Lo smantellamento del sistema sanitario pubblico ha trasformato questo virus in una catastrofe. Certo: non è redditizio a breve termine prevenire eventi come una pandemia, ma la fase 2 del convivere con essa sarà lunga; alla logica della cicala conviene preferire la preveggenza della formica. Senza un efficiente servizio sanitario pubblico che consenta di selezionare e curare tutti non c’è futuro. La privatizzazione dei sistemi sanitari è un’opzione irrazionale: anche i più privilegiati non possono restare totalmente separati dagli altri, la malattia li raggiungerà comunque. La salute è un bene comune globale e deve essere gestita come tale. Siamo più disposti ad ascoltare i “consigli” del Fondo monetario internazionale (Fmi) che quelli dell’Organizzazione mondiale della sanità (Oms). Lo scenario attuale mostra che abbiamo torto.

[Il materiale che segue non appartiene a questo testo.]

//! Field metadata and type inference.
//!
//! Every index gets a schema snapshot built from a one-document sample:
//! well-known field names resolve through a fixed catalog, everything else
//! is inferred from the sample value's JSON shape.

use serde::{Deserialize, Serialize};
use serde_json::{Map, Value};

/// Semantic type of a document field.
///
/// Closed set; drives the operator catalog and value coercion. Inference is
/// best-effort, so downstream code must treat a wrong guess as [`Text`](FieldType::Text)
/// rather than fail.
#[derive(Debug, Clone, Copy, PartialEq, Eq, Serialize, Deserialize)]
#[serde(rename_all = "lowercase")]
pub enum FieldType {
    /// Full-text field, matched analyzed
    Text,
    /// Numeric field (supports range queries)
    Number,
    /// Date field (range queries with day expansion on equality)
    Date,
    /// Boolean field (equality only)
    Boolean,
    /// Exact-match keyword field
    Keyword,
}

impl std::fmt::Display for FieldType {
    fn fmt(&self, f: &mut std::fmt::Formatter<'_>) -> std::fmt::Result {
        match self {
            FieldType::Text => write!(f, "text"),
            FieldType::Number => write!(f, "number"),
            FieldType::Date => write!(f, "date"),
            FieldType::Boolean => write!(f, "boolean"),
            FieldType::Keyword => write!(f, "keyword"),
        }
    }
}

/// Description of one discovered or well-known document field.
#[derive(Debug, Clone, PartialEq, Eq, Serialize, Deserialize)]
pub struct FieldMetadata {
    /// Field name, unique within an index's inferred schema
    pub name: String,
    /// Human-readable label
    pub display_name: String,
    /// Semantic type
    #[serde(rename = "type")]
    pub field_type: FieldType,
    /// Grouping label for display; `None` means the catch-all group
    #[serde(default, skip_serializing_if = "Option::is_none")]
    pub group: Option<String>,
}

impl FieldMetadata {
    fn known(name: &str, display_name: &str, field_type: FieldType, group: &str) -> Self {
        Self {
            name: name.to_string(),
            display_name: display_name.to_string(),
            field_type,
            group: Some(group.to_string()),
        }
    }
}

/// Group assigned to fields with no well-known definition.
pub const DEFAULT_GROUP: &str = "Other";

/// Look up a field in the well-known catalog.
///
/// Catalog entries win over inference: a field named `timestamp` is a date
/// no matter what the sampled value looks like.
pub fn well_known(name: &str) -> Option<FieldMetadata> {
    let meta = match name {
        "timestamp" => FieldMetadata::known("timestamp", "Timestamp", FieldType::Date, "System"),
        "message" => FieldMetadata::known("message", "Message", FieldType::Text, "Content"),
        "level" => FieldMetadata::known("level", "Log Level", FieldType::Keyword, "System"),
        "logger" => FieldMetadata::known("logger", "Logger", FieldType::Keyword, "System"),
        "create_time" => FieldMetadata::known("create_time", "Created At", FieldType::Date, "Time"),
        "update_time" => FieldMetadata::known("update_time", "Updated At", FieldType::Date, "Time"),
        "status" => FieldMetadata::known("status", "Status", FieldType::Keyword, "Basic"),
        "title" => FieldMetadata::known("title", "Title", FieldType::Text, "Basic"),
        "description" => FieldMetadata::known("description", "Description", FieldType::Text, "Basic"),
        "type" => FieldMetadata::known("type", "Type", FieldType::Keyword, "Basic"),
        "category" => FieldMetadata::known("category", "Category", FieldType::Keyword, "Basic"),
        "tags" => FieldMetadata::known("tags", "Tags", FieldType::Keyword, "Basic"),
        "price" => FieldMetadata::known("price", "Price", FieldType::Number, "Business"),
        "quantity" => FieldMetadata::known("quantity", "Quantity", FieldType::Number, "Business"),
        "is_active" => FieldMetadata::known("is_active", "Active", FieldType::Boolean, "Status"),
        _ => return None,
    };
    Some(meta)
}

/// Build field metadata from a one-document sample.
///
/// One entry per key of the sample, in the sample's own key order.
/// An empty sample produces no fields.
pub fn infer_fields(sample: &Map<String, Value>) -> Vec<FieldMetadata> {
    sample
        .iter()
        .map(|(name, value)| {
            well_known(name).unwrap_or_else(|| FieldMetadata {
                name: name.clone(),
                display_name: display_name(name),
                field_type: infer_type(value),
                group: Some(DEFAULT_GROUP.to_string()),
            })
        })
        .collect()
}

/// Guess a field's type from one sampled value.
fn infer_type(value: &Value) -> FieldType {
    match value {
        Value::Number(_) => FieldType::Number,
        Value::Bool(_) => FieldType::Boolean,
        Value::String(s) if looks_like_iso_date(s) => FieldType::Date,
        _ => FieldType::Text,
    }
}

/// True when the string starts with a `YYYY-MM-DD` prefix.
fn looks_like_iso_date(s: &str) -> bool {
    let b = s.as_bytes();
    b.len() >= 10
        && b[0..4].iter().all(u8::is_ascii_digit)
        && b[4] == b'-'
        && b[5..7].iter().all(u8::is_ascii_digit)
        && b[7] == b'-'
        && b[8..10].iter().all(u8::is_ascii_digit)
}

/// Synthesize a display label: split on `_`, capitalize each segment.
pub fn display_name(field: &str) -> String {
    field
        .split('_')
        .map(|segment| {
            let mut chars = segment.chars();
            match chars.next() {
                Some(first) => first.to_uppercase().chain(chars).collect::<String>(),
                None => String::new(),
            }
        })
        .collect::<Vec<_>>()
        .join(" ")
}

#[cfg(test)]
mod tests {
    use super::*;
    use serde_json::json;

    fn sample(value: Value) -> Map<String, Value> {
        value.as_object().cloned().expect("object sample")
    }

    #[test]
    fn test_well_known_wins_over_inference() {
        // "timestamp" would infer as date anyway, but "level" holds a plain
        // string and still resolves to keyword through the catalog.
        let doc = sample(json!({"level": "warn"}));
        let fields = infer_fields(&doc);
        assert_eq!(fields[0].field_type, FieldType::Keyword);
        assert_eq!(fields[0].display_name, "Log Level");
        assert_eq!(fields[0].group.as_deref(), Some("System"));
    }

    #[test]
    fn test_inference_by_value_shape() {
        let doc = sample(json!({
            "timestamp": "2024-01-01T00:00:00Z",
            "count": 5,
            "active": true,
            "note": "hi"
        }));
        let fields = infer_fields(&doc);
        let types: Vec<_> = fields.iter().map(|f| (f.name.as_str(), f.field_type)).collect();
        assert_eq!(
            types,
            vec![
                ("timestamp", FieldType::Date),
                ("count", FieldType::Number),
                ("active", FieldType::Boolean),
                ("note", FieldType::Text),
            ]
        );
    }

    #[test]
    fn test_unknown_field_gets_default_group() {
        let doc = sample(json!({"shipment_id": "abc-1"}));
        let fields = infer_fields(&doc);
        assert_eq!(fields[0].group.as_deref(), Some(DEFAULT_GROUP));
        assert_eq!(fields[0].display_name, "Shipment Id");
    }

    #[test]
    fn test_date_prefix_detection() {
        assert!(looks_like_iso_date("2024-03-01"));
        assert!(looks_like_iso_date("2024-03-01T10:00:00+08:00"));
        assert!(!looks_like_iso_date("03-01-2024"));
        assert!(!looks_like_iso_date("2024-3-1"));
        assert!(!looks_like_iso_date("not a date"));
    }

    #[test]
    fn test_empty_sample_produces_no_fields() {
        let doc = Map::new();
        assert!(infer_fields(&doc).is_empty());
    }

    #[test]
    fn test_key_order_preserved() {
        let doc = sample(json!({"zulu": 1, "alpha": 2, "mike": 3}));
        let names: Vec<_> = infer_fields(&doc).into_iter().map(|f| f.name).collect();
        assert_eq!(names, vec!["zulu", "alpha", "mike"]);
    }

    #[test]
    fn test_display_name_synthesis() {
        assert_eq!(display_name("create_time"), "Create Time");
        assert_eq!(display_name("note"), "Note");
        assert_eq!(display_name("a_b_c"), "A B C");
    }

    #[test]
    fn test_null_and_object_values_fall_back_to_text() {
        let doc = sample(json!({"meta": {"nested": true}, "gone": null}));
        let fields = infer_fields(&doc);
        assert!(fields.iter().all(|f| f.field_type == FieldType::Text));
    }
}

Avevamo cominciato a pensare al nostro pianeta come ad un gigantesco supermercato con tutto a nostra disposizione e per sempre: ora abbiamo incontrato il cartello “Benvenuti in un mondo limitato!”. L’enciclica di papa Francesco Laudato si’, già prima del coronavirus, ci aveva indicato la via di una felice sobrietà e di un doveroso rispetto per la finitudine del nostro mondo.
Per ricostruire il futuro, da evitare è la scorciatoia dell’autoritarismo come soluzione più rapida ed efficace (perché anche la libertà è un bene comune da salvare); come pure il ripristinare il modello economico di ieri, guardando al futuro con lo specchio retrovisore della globalizzazione finanziaria e dello sfruttamento irresponsabile del pianeta (la crisi ecologica ci garantisce pandemie ricorrenti).
«Sull’orlo del baratro ho capito la cosa più importante», miagolò Zorba. «Ah sì? E che cosa hai capito?», chiese l’umano. «Che vola solo chi osa farlo». Luis Sepúlveda. Nulla tornerà come prima, il nostro lavoro, le nostre abitudini… ma l’amore e la passione ci saranno ancora. Einstein diceva che la misura dell’intelligenza è data dalla capacità di cambiare quando è necessario… Pare sia il momento non di disperarci, ma di verificare la misura della nostra intelligenza.
Covid-19, con la sua “distanza” forzata, ci ha fatto scoprire una nuova vicinanza: siamo tutti interconnessi. Come dice Muhammad Yunus, premio Nobel per la pace nel 2016, ora possiamo nasconderci nelle nostre case, ma dopo, se non costruiamo un mondo più umano, non avremo mura tra le quali nasconderci. È la nostra occasione. Parole come Solidarietà, Bene comune, Fiducia, Fraternità: sono le nostre briciole di Pollicino per ritrovare dopo la pandemia la strada di un futuro di pace, un futuro umano, un futuro.